--- SUPPLIED RECORDS Enclosed Below ---

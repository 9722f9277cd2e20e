// Integration tests for the Pattern Compiler
// Query validation, regex construction and highlighting of compiled matches

use corpus_search::{
    compile_query, parse_query, pattern_to_regex, Highlighter, QueryRejection, WildcardClass,
};

fn matched<'t>(query: &str, case_sensitive: bool, text: &'t str) -> Vec<&'t str> {
    let pattern = compile_query(query, case_sensitive, &WildcardClass::default()).unwrap();
    pattern.find_iter(text).map(|m| m.as_str()).collect()
}

// ============ Query Workflows ============

#[test]
fn test_plain_word_workflow() {
    let parsed = parse_query("cat").unwrap();
    assert!(!parsed.anchored);
    assert_eq!(parsed.alternatives, vec!["cat"]);

    let regex = pattern_to_regex(&parsed, &WildcardClass::default());
    assert_eq!(regex, r"\bcat\b");
}

#[test]
fn test_wildcard_workflow() {
    let parsed = parse_query("cat*").unwrap();
    let regex = pattern_to_regex(&parsed, &WildcardClass::word_chars());
    assert_eq!(regex, r"\bcat[\w]+\b");
}

#[test]
fn test_alternation_workflow() {
    let parsed = parse_query("cat | dog").unwrap();
    assert_eq!(parsed.alternatives, vec!["cat", "dog"]);

    let regex = pattern_to_regex(&parsed, &WildcardClass::default());
    assert_eq!(regex, r"(?:\bcat\b|\bdog\b)");
}

#[test]
fn test_anchored_workflow() {
    let parsed = parse_query("^What").unwrap();
    assert!(parsed.anchored);

    let regex = pattern_to_regex(&parsed, &WildcardClass::default());
    assert_eq!(regex, r"^What\b");
}

// ============ Whole-Token Matching ============

#[test]
fn test_plain_word_does_not_match_inside_tokens() {
    assert_eq!(matched("cat", false, "The cat sat."), vec!["cat"]);
    assert!(matched("cat", false, "The cats sat on cats.").is_empty());
    assert!(matched("cat", false, "A concatenated list").is_empty());
}

#[test]
fn test_wildcard_needs_at_least_one_character() {
    assert!(matched("cat*", false, "The cat sat.").is_empty());
    assert_eq!(matched("cat*", false, "The cats sat on cats."), vec!["cats", "cats"]);
}

#[test]
fn test_wildcard_covers_apostrophes_and_hyphens() {
    assert_eq!(matched("cat*", false, "the cat's toy"), vec!["cat's"]);
    assert_eq!(matched("well*", false, "a well-known fact"), vec!["well-known"]);
    assert_eq!(matched("cat*", false, "the cat’s toy"), vec!["cat’s"]);
}

#[test]
fn test_leading_and_trailing_wildcard() {
    assert_eq!(matched("*cat*", false, "bobcats and concatenation"), vec!["bobcats", "concatenation"]);
}

#[test]
fn test_period_is_literal() {
    assert_eq!(matched("U.S.", true, "Born in the U.S. in 1990"), vec!["U.S."]);
    assert!(matched("U.S.", true, "Born in the USA").is_empty());
    assert!(matched("a.b", false, "axb").is_empty());
}

#[test]
fn test_anchor_matches_entry_opening_only() {
    assert_eq!(matched("^what", false, "What is it?"), vec!["What"]);
    assert!(matched("^what", false, "So what is it?").is_empty());
    assert_eq!(matched("^*", false, "Which river?"), vec!["Which"]);
}

#[test]
fn test_caret_inside_query_is_literal() {
    assert_eq!(matched("x^2", true, "solve x^2 now"), vec!["x^2"]);
}

#[test]
fn test_case_flag() {
    assert_eq!(matched("the", false, "The end of the road"), vec!["The", "the"]);
    assert_eq!(matched("the", true, "The end of the road"), vec!["the"]);
    assert_eq!(matched("The", true, "The end of the road"), vec!["The"]);
}

#[test]
fn test_alternatives_each_whole_token() {
    assert_eq!(matched("cat|cats", false, "cat and cats"), vec!["cat", "cats"]);
}

#[test]
fn test_custom_wildcard_class() {
    let letters = WildcardClass::new("a-z").unwrap();
    let pattern = compile_query("cat*", false, &letters).unwrap();
    let found: Vec<&str> = pattern.find_iter("cats cat9").map(|m| m.as_str()).collect();
    assert_eq!(found, vec!["cats"]);
}

// ============ Rejections ============

#[test]
fn test_forbidden_characters_rejected() {
    for query in ["a(b", "a)b", "[ab]", "a?", "end$", "a+", r"a\b"] {
        let err = compile_query(query, false, &WildcardClass::default()).unwrap_err();
        assert!(
            matches!(err, QueryRejection::ForbiddenCharacter { .. }),
            "{} should be rejected, got {:?}",
            query,
            err
        );
    }
}

#[test]
fn test_bare_symbols_rejected() {
    assert_eq!(
        compile_query("*", false, &WildcardClass::default()).unwrap_err(),
        QueryRejection::BareWildcard { symbol: '*' }
    );
    assert_eq!(
        compile_query(" ^ ", false, &WildcardClass::default()).unwrap_err(),
        QueryRejection::BareWildcard { symbol: '^' }
    );
    assert_eq!(
        compile_query("cat|*", false, &WildcardClass::default()).unwrap_err(),
        QueryRejection::BareWildcard { symbol: '*' }
    );
}

#[test]
fn test_empty_queries_rejected() {
    assert_eq!(parse_query("   ").unwrap_err(), QueryRejection::Empty);
    assert_eq!(parse_query("cat||dog").unwrap_err(), QueryRejection::EmptyAlternative);
    assert_eq!(parse_query("^|cat").unwrap_err(), QueryRejection::EmptyAlternative);
}

#[test]
fn test_rejection_messages_are_user_facing() {
    let err = parse_query("a(b").unwrap_err();
    assert!(err.to_string().contains("'('"));

    let err = parse_query("*").unwrap_err();
    assert!(err.to_string().contains("vocabulary table"));
}

#[test]
fn test_invalid_wildcard_class_rejected() {
    let err = WildcardClass::new("z-a").unwrap_err();
    assert!(matches!(err, QueryRejection::InvalidWildcardClass { .. }));
}

// ============ Highlighting Compiled Matches ============

#[test]
fn test_highlight_wildcard_matches() {
    let text = "The cats sat on cats.";
    let tokens: Vec<String> = matched("cat*", false, text).into_iter().map(String::from).collect();

    let rendered = Highlighter::default().render(text, &tokens);
    assert_eq!(rendered, "The **cats** sat on **cats**.");
}

#[test]
fn test_highlight_overlapping_alternatives_stays_well_formed() {
    let text = "cat and cats";
    let tokens: Vec<String> = matched("cat|cats", false, text).into_iter().map(String::from).collect();

    let rendered = Highlighter::default().render(text, &tokens);
    assert_eq!(rendered, "**cat** and **cats**");
}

--- End of Enclosed SUPPLIED RECORDS ---

_WHAT THE EXERCISE ASKS_
Go through the entries above and reproduce each one exactly.

_WRITTEN REPLY_
repository 9722f9277cd2e20e
// Integration tests for the Pattern Compiler
// Query validation, regex construction and highlighting of compiled matches

use corpus_search::{
    compile_query, parse_query, pattern_to_regex, Highlighter, QueryRejection, WildcardClass,
};

fn matched<'t>(query: &str, case_sensitive: bool, text: &'t str) -> Vec<&'t str> {
    let pattern = compile_query(query, case_sensitive, &WildcardClass::default()).unwrap();
    pattern.find_iter(text).map(|m| m.as_str()).collect()
}

// ============ Query Workflows ============

#[test]
fn test_plain_word_workflow() {
    let parsed = parse_query("cat").unwrap();
    assert!(!parsed.anchored);
    assert_eq!(parsed.alternatives, vec!["cat"]);

    let regex = pattern_to_regex(&parsed, &WildcardClass::default());
    assert_eq!(regex, r"\bcat\b");
}

#[test]
fn test_wildcard_workflow() {
    let parsed = parse_query("cat*").unwrap();
    let regex = pattern_to_regex(&parsed, &WildcardClass::word_chars());
    assert_eq!(regex, r"\bcat[\w]+\b");
}

#[test]
fn test_alternation_workflow() {
    let parsed = parse_query("cat | dog").unwrap();
    assert_eq!(parsed.alternatives, vec!["cat", "dog"]);

    let regex = pattern_to_regex(&parsed, &WildcardClass::default());
    assert_eq!(regex, r"(?:\bcat\b|\bdog\b)");
}

#[test]
fn test_anchored_workflow() {
    let parsed = parse_query("^What").unwrap();
    assert!(parsed.anchored);

    let regex = pattern_to_regex(&parsed, &WildcardClass::default());
    assert_eq!(regex, r"^What\b");
}

// ============ Whole-Token Matching ============

#[test]
fn test_plain_word_does_not_match_inside_tokens() {
    assert_eq!(matched("cat", false, "The cat sat."), vec!["cat"]);
    assert!(matched("cat", false, "The cats sat on cats.").is_empty());
    assert!(matched("cat", false, "A concatenated list").is_empty());
}

#[test]
fn test_wildcard_needs_at_least_one_character() {
    assert!(matched("cat*", false, "The cat sat.").is_empty());
    assert_eq!(matched("cat*", false, "The cats sat on cats."), vec!["cats", "cats"]);
}

#[test]
fn test_wildcard_covers_apostrophes_and_hyphens() {
    assert_eq!(matched("cat*", false, "the cat's toy"), vec!["cat's"]);
    assert_eq!(matched("well*", false, "a well-known fact"), vec!["well-known"]);
    assert_eq!(matched("cat*", false, "the cat’s toy"), vec!["cat’s"]);
}

#[test]
fn test_leading_and_trailing_wildcard() {
    assert_eq!(matched("*cat*", false, "bobcats and concatenation"), vec!["bobcats", "concatenation"]);
}

#[test]
fn test_period_is_literal() {
    assert_eq!(matched("U.S.", true, "Born in the U.S. in 1990"), vec!["U.S."]);
    assert!(matched("U.S.", true, "Born in the USA").is_empty());
    assert!(matched("a.b", false, "axb").is_empty());
}

#[test]
fn test_anchor_matches_entry_opening_only() {
    assert_eq!(matched("^what", false, "What is it?"), vec!["What"]);
    assert!(matched("^what", false, "So what is it?").is_empty());
    assert_eq!(matched("^*", false, "Which river?"), vec!["Which"]);
}

#[test]
fn test_caret_inside_query_is_literal() {
    assert_eq!(matched("x^2", true, "solve x^2 now"), vec!["x^2"]);
}

#[test]
fn test_case_flag() {
    assert_eq!(matched("the", false, "The end of the road"), vec!["The", "the"]);
    assert_eq!(matched("the", true, "The end of the road"), vec!["the"]);
    assert_eq!(matched("The", true, "The end of the road"), vec!["The"]);
}

#[test]
fn test_alternatives_each_whole_token() {
    assert_eq!(matched("cat|cats", false, "cat and cats"), vec!["cat", "cats"]);
}

#[test]
fn test_custom_wildcard_class() {
    let letters = WildcardClass::new("a-z").unwrap();
    let pattern = compile_query("cat*", false, &letters).unwrap();
    let found: Vec<&str> = pattern.find_iter("cats cat9").map(|m| m.as_str()).collect();
    assert_eq!(found, vec!["cats"]);
}

// ============ Rejections ============

#[test]
fn test_forbidden_characters_rejected() {
    for query in ["a(b", "a)b", "[ab]", "a?", "end$", "a+", r"a\b"] {
        let err = compile_query(query, false, &WildcardClass::default()).unwrap_err();
        assert!(
            matches!(err, QueryRejection::ForbiddenCharacter { .. }),
            "{} should be rejected, got {:?}",
            query,
            err
        );
    }
}

#[test]
fn test_bare_symbols_rejected() {
    assert_eq!(
        compile_query("*", false, &WildcardClass::default()).unwrap_err(),
        QueryRejection::BareWildcard { symbol: '*' }
    );
    assert_eq!(
        compile_query(" ^ ", false, &WildcardClass::default()).unwrap_err(),
        QueryRejection::BareWildcard { symbol: '^' }
    );
    assert_eq!(
        compile_query("cat|*", false, &WildcardClass::default()).unwrap_err(),
        QueryRejection::BareWildcard { symbol: '*' }
    );
}

#[test]
fn test_empty_queries_rejected() {
    assert_eq!(parse_query("   ").unwrap_err(), QueryRejection::Empty);
    assert_eq!(parse_query("cat||dog").unwrap_err(), QueryRejection::EmptyAlternative);
    assert_eq!(parse_query("^|cat").unwrap_err(), QueryRejection::EmptyAlternative);
}

#[test]
fn test_rejection_messages_are_user_facing() {
    let err = parse_query("a(b").unwrap_err();
    assert!(err.to_string().contains("'('"));

    let err = parse_query("*").unwrap_err();
    assert!(err.to_string().contains("vocabulary table"));
}

#[test]
fn test_invalid_wildcard_class_rejected() {
    let err = WildcardClass::new("z-a").unwrap_err();
    assert!(matches!(err, QueryRejection::InvalidWildcardClass { .. }));
}

// ============ Highlighting Compiled Matches ============

#[test]
fn test_highlight_wildcard_matches() {
    let text = "The cats sat on cats.";
    let tokens: Vec<String> = matched("cat*", false, text).into_iter().map(String::from).collect();

    let rendered = Highlighter::default().render(text, &tokens);
    assert_eq!(rendered, "The **cats** sat on **cats**.");
}

#[test]
fn test_highlight_overlapping_alternatives_stays_well_formed() {
    let text = "cat and cats";
    let tokens: Vec<String> = matched("cat|cats", false, text).into_iter().map(String::from).collect();

    let rendered = Highlighter::default().render(text, &tokens);
    assert_eq!(rendered, "**cat** and **cats**");
}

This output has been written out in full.